Task material -
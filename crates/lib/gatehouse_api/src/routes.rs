//! Route paths. Everything below is nested under [`API_PREFIX`].

pub const API_PREFIX: &str = "/v1";

pub const GET_HEALTH: &str = "/health";
pub const POST_AUTH_REGISTER: &str = "/auth/register";
pub const POST_AUTH_LOGIN: &str = "/auth/login";
pub const POST_AUTH_REFRESH: &str = "/auth/refresh";
pub const POST_AUTH_LOGOUT: &str = "/auth/logout";
pub const GET_USER_ME: &str = "/user/me";
pub const GET_USER_ID: &str = "/user/{id}";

Your task - Print the full listing, word for word.

Answer box -
filename crates/lib/gatehouse_api/src/routes.rs
//! Route paths. Everything below is nested under [`API_PREFIX`].

pub const API_PREFIX: &str = "/v1";

pub const GET_HEALTH: &str = "/health";
pub const POST_AUTH_REGISTER: &str = "/auth/register";
pub const POST_AUTH_LOGIN: &str = "/auth/login";
pub const POST_AUTH_REFRESH: &str = "/auth/refresh";
pub const POST_AUTH_LOGOUT: &str = "/auth/logout";
pub const GET_USER_ME: &str = "/user/me";
pub const GET_USER_ID: &str = "/user/{id}";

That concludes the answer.